With less than a week to go until the watch world descends on Geneva, Breitling have dropped a revised line up of their Top Time collection, with new beefed up specs and adding a new model to the muscle car line up – the Ford Thunderbird, to sit alongside the Mustang, Cobra and Corvette. Watch Advice, along with with a handful of passionate collectors had the pleasure of getting under the hood of the new models (yes there will be many car references in this article, so brace yourself!), and testing them out in person.

The Breitling Top Time Collection – Left to Right: Ford Thunderbird, Chevrolet Corvette, Ford Mustang & Shelby Cobra

“The Top Time represented a break from traditional watch design for a generation that was breaking with convention in every way… We are going after that sense of freedom and fun with the 1960s-inspired Top Time Classic Cars collection”

Georges Kern – Breitling ceo

The Top Time collection was released in 2021 with three models – the Mustang, Corvette and Cobra. This year, Breitling have introduced the Ford Thunderbird to the collection, and alongside this, dropped a new engine into them with the new in house calibre B01 movement. This has given the collection more power, now at 70 hours, a 100m / 10bar water resistance rating and new 5 year warranty. To top that off, as with all Breitling mechanical models, it’s COSC certified, plus all Breitling manufactured movements must also pass a gruelling series of in-house shock, winding, and pusher tests meaning you can be sure of it’s accuracy and reliability.

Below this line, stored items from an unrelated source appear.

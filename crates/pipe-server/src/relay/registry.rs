//! In-memory session registry.
//!
//! Each session entry is guarded by its `DashMap` shard lock, so joins and
//! leaves on one session are serialized while unrelated sessions proceed in
//! parallel. An entry exists only while it has at least one member: the
//! removal of the last member and the deletion of the entry happen under the
//! same lock.

use std::collections::HashSet;
use std::sync::Arc;
use std::time::Duration;

use dashmap::DashMap;
use dashmap::mapref::entry::Entry;
use pipe_core::{MemberId, SessionId};
use tokio::time::Instant;
use tracing::{debug, info};

use super::member::Member;
use crate::metrics::{MetricsObserver, RegistryObserver};

struct SessionEntry {
    created_at: Instant,
    members: Vec<Arc<Member>>,
}

impl SessionEntry {
    fn checked(&self) -> &Self {
        debug_assert!(!self.members.is_empty(), "session entry with no members");
        self
    }
}

/// Result of removing a member from its session.
#[derive(Debug)]
pub struct Departure {
    /// The member that left.
    pub member: Arc<Member>,
    /// Co-members removed with it because it was a controller. The caller
    /// owns closing their connections.
    pub cascade: Vec<Arc<Member>>,
    /// Whether the session entry was deleted.
    pub session_closed: bool,
}

/// Maps session ids to their live members.
pub struct SessionRegistry {
    sessions: DashMap<SessionId, SessionEntry>,
    observer: Arc<dyn RegistryObserver>,
}

impl SessionRegistry {
    /// Create a registry that reports to the `metrics` facade.
    pub fn new() -> Self {
        Self::with_observer(Arc::new(MetricsObserver))
    }

    /// Create a registry with a custom membership observer.
    pub fn with_observer(observer: Arc<dyn RegistryObserver>) -> Self {
        Self {
            sessions: DashMap::new(),
            observer,
        }
    }

    /// Add `member` to `session_id`, creating the session if absent.
    ///
    /// Returns `true` when this join created the session.
    pub fn join(&self, session_id: &SessionId, member: Arc<Member>) -> bool {
        let member_id = member.id().clone();
        let controller = member.is_controller();
        let created = match self.sessions.entry(session_id.clone()) {
            Entry::Occupied(mut entry) => {
                let members = &mut entry.get_mut().members;
                debug_assert!(
                    members.iter().all(|m| m.id() != member.id()),
                    "member joined twice"
                );
                members.push(member);
                self.observer.member_joined(session_id);
                false
            }
            Entry::Vacant(entry) => {
                let _ = entry.insert(SessionEntry {
                    created_at: Instant::now(),
                    members: vec![member],
                });
                self.observer.session_opened(session_id);
                self.observer.member_joined(session_id);
                true
            }
        };

        if created {
            info!(%session_id, %member_id, controller, "session opened");
        } else {
            debug!(%session_id, %member_id, controller, "member joined session");
        }
        created
    }

    /// Remove `member_id` from `session_id`.
    ///
    /// When the departing member is a controller every remaining member is
    /// removed with it and returned in [`Departure::cascade`]. Unknown
    /// sessions or members are a no-op returning `None`.
    pub fn leave(&self, session_id: &SessionId, member_id: &MemberId) -> Option<Departure> {
        let Entry::Occupied(mut entry) = self.sessions.entry(session_id.clone()) else {
            return None;
        };

        let (member, cascade) = {
            let members = &mut entry.get_mut().members;
            let pos = members.iter().position(|m| m.id() == member_id)?;
            let member = members.swap_remove(pos);
            let cascade = if member.is_controller() {
                std::mem::take(members)
            } else {
                Vec::new()
            };
            (member, cascade)
        };

        self.observer.member_left(session_id);
        for _ in &cascade {
            self.observer.member_left(session_id);
        }

        let session_closed = entry.get().members.is_empty();
        if session_closed {
            let _ = entry.remove();
            self.observer.session_closed(session_id);
            info!(%session_id, %member_id, cascaded = cascade.len(), "session closed");
        } else {
            debug!(%session_id, %member_id, "member left session");
        }

        Some(Departure {
            member,
            cascade,
            session_closed,
        })
    }

    /// Snapshot of the members of `session_id` (empty if absent).
    pub fn members_of(&self, session_id: &SessionId) -> Vec<Arc<Member>> {
        self.sessions
            .get(session_id)
            .map(|entry| entry.checked().members.clone())
            .unwrap_or_default()
    }

    /// Ids of every active session.
    pub fn all_session_ids(&self) -> HashSet<SessionId> {
        self.sessions
            .iter()
            .map(|entry| entry.key().clone())
            .collect()
    }

    /// Time since `session_id` was created.
    pub fn session_age(&self, session_id: &SessionId) -> Option<Duration> {
        self.sessions
            .get(session_id)
            .map(|entry| entry.checked().created_at.elapsed())
    }

    /// Number of members in `session_id` (zero if absent).
    pub fn member_count(&self, session_id: &SessionId) -> usize {
        self.sessions
            .get(session_id)
            .map_or(0, |entry| entry.checked().members.len())
    }

    /// Whether `session_id` is active.
    pub fn contains(&self, session_id: &SessionId) -> bool {
        self.sessions.contains_key(session_id)
    }

    /// Number of active sessions.
    pub fn session_count(&self) -> usize {
        self.sessions.len()
    }

    /// Number of members across all sessions.
    pub fn connection_count(&self) -> usize {
        self.sessions.iter().map(|entry| entry.members.len()).sum()
    }

    /// The sole member of `session_id` if the session has exactly one member
    /// and is older than `grace`. Count and age are read under one lock.
    pub fn orphan(&self, session_id: &SessionId, grace: Duration) -> Option<Arc<Member>> {
        let entry = self.sessions.get(session_id)?;
        let entry = entry.checked();
        match entry.members.as_slice() {
            [lone] if entry.created_at.elapsed() > grace => Some(Arc::clone(lone)),
            _ => None,
        }
    }

    /// Request closure of every member of every session.
    ///
    /// Membership is left to the disconnect path. Returns the number of
    /// members signalled.
    pub fn close_all(&self) -> usize {
        let mut closed = 0;
        for entry in &self.sessions {
            for member in &entry.members {
                member.close();
                closed += 1;
            }
        }
        closed
    }
}

impl Default for SessionRegistry {
    fn default() -> Self {
        Self::new()
    }
}

#[cfg(test)]
pub(crate) mod tests {
    use std::sync::atomic::{AtomicI64, Ordering};

    use super::*;

    /// Observer that keeps the two gauges the metrics collaborator tracks.
    #[derive(Default)]
    pub(crate) struct CountingObserver {
        pub connections: AtomicI64,
        pub sessions: AtomicI64,
        pub opened: AtomicI64,
    }

    impl RegistryObserver for CountingObserver {
        fn member_joined(&self, _: &SessionId) {
            let _ = self.connections.fetch_add(1, Ordering::SeqCst);
        }
        fn member_left(&self, _: &SessionId) {
            let _ = self.connections.fetch_sub(1, Ordering::SeqCst);
        }
        fn session_opened(&self, _: &SessionId) {
            let _ = self.sessions.fetch_add(1, Ordering::SeqCst);
            let _ = self.opened.fetch_add(1, Ordering::SeqCst);
        }
        fn session_closed(&self, _: &SessionId) {
            let _ = self.sessions.fetch_sub(1, Ordering::SeqCst);
        }
    }

    pub(crate) fn counted_registry() -> (Arc<SessionRegistry>, Arc<CountingObserver>) {
        let observer = Arc::new(CountingObserver::default());
        let registry = Arc::new(SessionRegistry::with_observer(observer.clone()));
        (registry, observer)
    }

    fn member(controller: bool) -> Arc<Member> {
        Member::channel(controller, 8).0
    }

    fn sid(s: &str) -> SessionId {
        SessionId::from_raw(s)
    }

    #[test]
    fn first_join_creates_session() {
        let (registry, observer) = counted_registry();
        assert!(registry.join(&sid("s"), member(false)));
        assert!(!registry.join(&sid("s"), member(false)));

        assert_eq!(registry.member_count(&sid("s")), 2);
        assert_eq!(registry.session_count(), 1);
        assert_eq!(observer.opened.load(Ordering::SeqCst), 1);
        assert_eq!(observer.connections.load(Ordering::SeqCst), 2);
    }

    #[test]
    fn last_leave_deletes_session() {
        let (registry, observer) = counted_registry();
        let a = member(false);
        let b = member(false);
        let _ = registry.join(&sid("s"), a.clone());
        let _ = registry.join(&sid("s"), b.clone());

        let first = registry.leave(&sid("s"), a.id()).unwrap();
        assert!(!first.session_closed);
        assert!(registry.all_session_ids().contains(&sid("s")));

        let second = registry.leave(&sid("s"), b.id()).unwrap();
        assert!(second.session_closed);
        assert!(!registry.all_session_ids().contains(&sid("s")));
        assert_eq!(registry.member_count(&sid("s")), 0);
        assert_eq!(observer.sessions.load(Ordering::SeqCst), 0);
        assert_eq!(observer.connections.load(Ordering::SeqCst), 0);
    }

    #[test]
    fn leave_unknown_is_noop() {
        let (registry, observer) = counted_registry();
        let a = member(false);
        assert!(registry.leave(&sid("missing"), a.id()).is_none());

        let _ = registry.join(&sid("s"), a.clone());
        let stranger = member(false);
        assert!(registry.leave(&sid("s"), stranger.id()).is_none());
        assert_eq!(registry.member_count(&sid("s")), 1);

        let _ = registry.leave(&sid("s"), a.id()).unwrap();
        assert!(registry.leave(&sid("s"), a.id()).is_none());
        assert_eq!(observer.connections.load(Ordering::SeqCst), 0);
        assert_eq!(observer.sessions.load(Ordering::SeqCst), 0);
    }

    #[test]
    fn controller_leave_cascades_whole_session() {
        let (registry, observer) = counted_registry();
        let controller = member(true);
        let b = member(false);
        let c = member(false);
        let _ = registry.join(&sid("s"), controller.clone());
        let _ = registry.join(&sid("s"), b.clone());
        let _ = registry.join(&sid("s"), c.clone());

        let departure = registry.leave(&sid("s"), controller.id()).unwrap();
        assert!(departure.session_closed);
        let mut cascaded: Vec<_> = departure.cascade.iter().map(|m| m.id().clone()).collect();
        cascaded.sort_by(|x, y| x.as_str().cmp(y.as_str()));
        let mut expected = vec![b.id().clone(), c.id().clone()];
        expected.sort_by(|x, y| x.as_str().cmp(y.as_str()));
        assert_eq!(cascaded, expected);

        assert!(!registry.contains(&sid("s")));
        assert!(registry.leave(&sid("s"), b.id()).is_none());
        assert_eq!(observer.connections.load(Ordering::SeqCst), 0);
    }

    #[test]
    fn non_controller_leave_keeps_controller() {
        let (registry, _) = counted_registry();
        let controller = member(true);
        let b = member(false);
        let _ = registry.join(&sid("s"), controller.clone());
        let _ = registry.join(&sid("s"), b.clone());

        let departure = registry.leave(&sid("s"), b.id()).unwrap();
        assert!(departure.cascade.is_empty());
        assert!(!departure.session_closed);
        let remaining = registry.members_of(&sid("s"));
        assert_eq!(remaining.len(), 1);
        assert_eq!(remaining[0].id(), controller.id());
    }

    #[test]
    fn replayed_joins_and_leaves_match_net_count() {
        let (registry, observer) = counted_registry();
        let members: Vec<_> = (0..10).map(|_| member(false)).collect();
        for m in &members {
            let _ = registry.join(&sid("s"), m.clone());
        }
        for (i, m) in members.iter().enumerate().take(7) {
            let _ = registry.leave(&sid("s"), m.id());
            // Double leave must not push the count negative.
            let _ = registry.leave(&sid("s"), m.id());
            assert_eq!(registry.member_count(&sid("s")), 10 - (i + 1));
        }
        assert_eq!(registry.member_count(&sid("s")), 3);
        assert_eq!(observer.connections.load(Ordering::SeqCst), 3);
    }

    #[test]
    fn rejoin_after_vacate_creates_new_session() {
        let (registry, observer) = counted_registry();
        let a = member(false);
        let _ = registry.join(&sid("s"), a.clone());
        let _ = registry.leave(&sid("s"), a.id());
        assert!(registry.join(&sid("s"), member(false)));
        assert_eq!(observer.opened.load(Ordering::SeqCst), 2);
    }

    #[test]
    fn orphan_requires_single_member_and_age() {
        let (registry, _) = counted_registry();
        let a = member(false);
        let _ = registry.join(&sid("s"), a.clone());

        assert!(registry.orphan(&sid("s"), Duration::from_secs(60)).is_none());
        let lone = registry.orphan(&sid("s"), Duration::ZERO).unwrap();
        assert_eq!(lone.id(), a.id());

        let _ = registry.join(&sid("s"), member(false));
        assert!(registry.orphan(&sid("s"), Duration::ZERO).is_none());
        assert!(registry.orphan(&sid("absent"), Duration::ZERO).is_none());
    }

    #[test]
    fn session_age_and_counts() {
        let (registry, _) = counted_registry();
        assert!(registry.session_age(&sid("s")).is_none());
        let _ = registry.join(&sid("s"), member(false));
        let _ = registry.join(&sid("t"), member(false));
        let _ = registry.join(&sid("t"), member(false));
        assert!(registry.session_age(&sid("s")).is_some());
        assert_eq!(registry.session_count(), 2);
        assert_eq!(registry.connection_count(), 3);
    }

    #[test]
    fn close_all_signals_every_member() {
        let (registry, _) = counted_registry();
        let members: Vec<_> = (0..4).map(|_| member(false)).collect();
        let _ = registry.join(&sid("a"), members[0].clone());
        let _ = registry.join(&sid("a"), members[1].clone());
        let _ = registry.join(&sid("b"), members[2].clone());
        let _ = registry.join(&sid("c"), members[3].clone());

        assert_eq!(registry.close_all(), 4);
        assert!(members.iter().all(|m| m.is_closing()));
    }

    #[tokio::test(flavor = "multi_thread", worker_threads = 4)]
    async fn concurrent_joins_and_leaves_lose_no_updates() {
        let (registry, observer) = counted_registry();
        let mut handles = Vec::new();
        for _ in 0..8 {
            let registry = registry.clone();
            handles.push(tokio::spawn(async move {
                for _ in 0..200 {
                    let m = member(false);
                    let _ = registry.join(&sid("hot"), m.clone());
                    tokio::task::yield_now().await;
                    let _ = registry.leave(&sid("hot"), m.id()).unwrap();
                }
            }));
        }
        for h in handles {
            h.await.unwrap();
        }
        assert!(!registry.contains(&sid("hot")));
        assert_eq!(observer.connections.load(Ordering::SeqCst), 0);
        assert_eq!(observer.sessions.load(Ordering::SeqCst), 0);
    }
}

The Calibre B01 Chronograph Movement. Each with the associated brad’s logo front and centre

The new Ford Thunderbird model sits on an eye catching red strap, which nicely contrasts and offsets the clean white dial drawing the eye to the teal Thunderbird logo and red chronograph hands. Seeing this in person really gives you a feel for how this model looks on the wrist, and will turn heads with its colour combination. The perforated red racing strap also gives it that nostalgic feel, and one can imagine slipping on a pair of driving gloves, and heading down the PCH in Southern California in the 60’s, driving your ’55 T-Bird, top down and the roar of the V8 engine cutting through the air.

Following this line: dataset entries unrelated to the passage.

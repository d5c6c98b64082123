//! Server error types.

use axum::Json;
use axum::http::StatusCode;
use axum::response::{IntoResponse, Response};
use thiserror::Error;

/// Errors surfaced by the server lifecycle and the control surface.
#[derive(Debug, Error)]
pub enum ServerError {
    /// Failed to bind or inspect the listener.
    #[error("failed to bind listener: {0}")]
    Bind(#[source] std::io::Error),
    /// The server is draining and no longer accepts new sessions.
    #[error("server is shutting down")]
    ShuttingDown,
    /// A control request could not be parsed.
    #[error("invalid request: {0}")]
    BadRequest(String),
}

impl ServerError {
    /// HTTP status for this error.
    pub fn status(&self) -> StatusCode {
        match self {
            Self::Bind(_) => StatusCode::INTERNAL_SERVER_ERROR,
            Self::ShuttingDown => StatusCode::SERVICE_UNAVAILABLE,
            Self::BadRequest(_) => StatusCode::BAD_REQUEST,
        }
    }
}

impl IntoResponse for ServerError {
    fn into_response(self) -> Response {
        let body = serde_json::json!({ "error": self.to_string() });
        (self.status(), Json(body)).into_response()
    }
}

/// Result type for server operations.
pub type Result<T> = std::result::Result<T, ServerError>;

Hands on with the Top Time Thunderbird

The collection have been slimmed down slightly, now in 41mm cases, and they wear fairly true to form, and will suit most wrist sizes. Given when Breitling released the original Top Time in the 60’s, it was designed to be a unisex watch, aimed at the fashionistas and trend setters of the time who could admire it and associate it with the hottest cars of the era. Unless you have unusually small or large wrists, I feel that these will suit and wear with ease.

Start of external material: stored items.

//! One live connection inside a session.

use std::sync::atomic::{AtomicU64, Ordering};
use std::sync::Arc;
use std::time::Duration;

use bytes::Bytes;
use parking_lot::Mutex;
use pipe_core::MemberId;
use tokio::sync::mpsc;
use tokio::time::Instant;
use tokio_util::sync::{CancellationToken, WaitForCancellationFuture};

/// A relayed message. The frame kind is preserved end to end.
#[derive(Clone, Debug, PartialEq, Eq)]
pub enum Frame {
    /// UTF-8 text frame.
    Text(String),
    /// Binary frame.
    Binary(Bytes),
}

impl Frame {
    /// Payload size in bytes.
    pub fn len(&self) -> usize {
        match self {
            Self::Text(t) => t.len(),
            Self::Binary(b) => b.len(),
        }
    }

    /// Whether the payload is empty.
    pub fn is_empty(&self) -> bool {
        self.len() == 0
    }
}

/// Registry-side handle to a member connection.
///
/// The socket itself is owned by the transport task; the registry only
/// queues frames onto it and requests closure.
pub struct Member {
    id: MemberId,
    controller: bool,
    tx: mpsc::Sender<Frame>,
    close: CancellationToken,
    connected_at: Instant,
    last_pong: Mutex<Instant>,
    dropped: AtomicU64,
}

impl Member {
    /// Wrap an outbound queue as a member.
    pub fn new(controller: bool, tx: mpsc::Sender<Frame>) -> Self {
        let now = Instant::now();
        Self {
            id: MemberId::new(),
            controller,
            tx,
            close: CancellationToken::new(),
            connected_at: now,
            last_pong: Mutex::new(now),
            dropped: AtomicU64::new(0),
        }
    }

    /// Create a member together with the receiving end of its queue.
    pub fn channel(controller: bool, capacity: usize) -> (Arc<Self>, mpsc::Receiver<Frame>) {
        let (tx, rx) = mpsc::channel(capacity.max(1));
        (Arc::new(Self::new(controller, tx)), rx)
    }

    /// Member id.
    pub fn id(&self) -> &MemberId {
        &self.id
    }

    /// Whether this member's departure ends the session.
    pub fn is_controller(&self) -> bool {
        self.controller
    }

    /// Queue a frame without waiting.
    ///
    /// Returns `false` (and counts a drop) when the queue is full or closed.
    pub fn send(&self, frame: Frame) -> bool {
        if self.tx.try_send(frame).is_ok() {
            true
        } else {
            let _ = self.dropped.fetch_add(1, Ordering::Relaxed);
            false
        }
    }

    /// Ask the transport to close this connection. Idempotent.
    pub fn close(&self) {
        self.close.cancel();
    }

    /// Whether closure has been requested.
    pub fn is_closing(&self) -> bool {
        self.close.is_cancelled()
    }

    /// Resolves once closure has been requested.
    pub fn closed(&self) -> WaitForCancellationFuture<'_> {
        self.close.cancelled()
    }

    /// Frames dropped for this member.
    pub fn drop_count(&self) -> u64 {
        self.dropped.load(Ordering::Relaxed)
    }

    /// Record a pong (or any proof of life).
    pub fn mark_alive(&self) {
        *self.last_pong.lock() = Instant::now();
    }

    /// Time since the last pong or since connecting.
    pub fn last_pong_elapsed(&self) -> Duration {
        self.last_pong.lock().elapsed()
    }

    /// Connection age.
    pub fn age(&self) -> Duration {
        self.connected_at.elapsed()
    }
}

impl std::fmt::Debug for Member {
    fn fmt(&self, f: &mut std::fmt::Formatter<'_>) -> std::fmt::Result {
        f.debug_struct("Member")
            .field("id", &self.id)
            .field("controller", &self.controller)
            .field("closing", &self.is_closing())
            .finish_non_exhaustive()
    }
}

#[cfg(test)]
mod tests {
    use super::*;

    #[tokio::test]
    async fn send_queues_frame() {
        let (member, mut rx) = Member::channel(false, 8);
        assert!(member.send(Frame::Text("hello".into())));
        assert_eq!(rx.recv().await.unwrap(), Frame::Text("hello".into()));
    }

    #[test]
    fn send_to_full_queue_counts_drop() {
        let (member, _rx) = Member::channel(false, 1);
        assert!(member.send(Frame::Text("a".into())));
        assert!(!member.send(Frame::Text("b".into())));
        assert_eq!(member.drop_count(), 1);
    }

    #[test]
    fn send_to_closed_queue_counts_drop() {
        let (member, rx) = Member::channel(false, 4);
        drop(rx);
        assert!(!member.send(Frame::Binary(Bytes::from_static(b"\x01"))));
        assert_eq!(member.drop_count(), 1);
    }

    #[tokio::test]
    async fn close_is_idempotent_and_observable() {
        let (member, _rx) = Member::channel(true, 4);
        assert!(member.is_controller());
        assert!(!member.is_closing());
        member.close();
        member.close();
        assert!(member.is_closing());
        member.closed().await;
    }

    #[test]
    fn members_get_distinct_ids() {
        let (a, _ra) = Member::channel(false, 1);
        let (b, _rb) = Member::channel(false, 1);
        assert_ne!(a.id(), b.id());
    }

    #[test]
    fn frame_len() {
        assert_eq!(Frame::Text("abc".into()).len(), 3);
        assert!(Frame::Binary(Bytes::new()).is_empty());
    }

    #[tokio::test(start_paused = true)]
    async fn age_counts_from_connect_not_last_pong() {
        let (member, _rx) = Member::channel(false, 1);
        tokio::time::sleep(Duration::from_secs(90)).await;
        member.mark_alive();
        tokio::time::sleep(Duration::from_secs(10)).await;
        assert_eq!(member.age(), Duration::from_secs(100));
        assert_eq!(member.last_pong_elapsed(), Duration::from_secs(10));
    }

    #[test]
    fn mark_alive_resets_pong_clock() {
        let (member, _rx) = Member::channel(false, 1);
        std::thread::sleep(Duration::from_millis(10));
        let before = member.last_pong_elapsed();
        member.mark_alive();
        assert!(member.last_pong_elapsed() < before);
    }
}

The original three Top Time variants, now with some serious engine power

Should you not want to have the leather strap, and prefer a steel set of wheels, then all variants can be optioned with the factory stainless steel mesh bracelet with a butterfly clasp for about AUD $600 more. Depending on which collaboration you choose, you will be happy with either the leather or steel, but if you’re like me, then grab it on steel, and then add the matching Breitling strap so you can change the looks when you feel like it. Make sure you get the strap change tool however, as these are the traditional spring bar kind, not quick change that are becoming the standard on other brands.

Ready to hit the open road – Top Time Thunderbird with that gorgeous red leather strap.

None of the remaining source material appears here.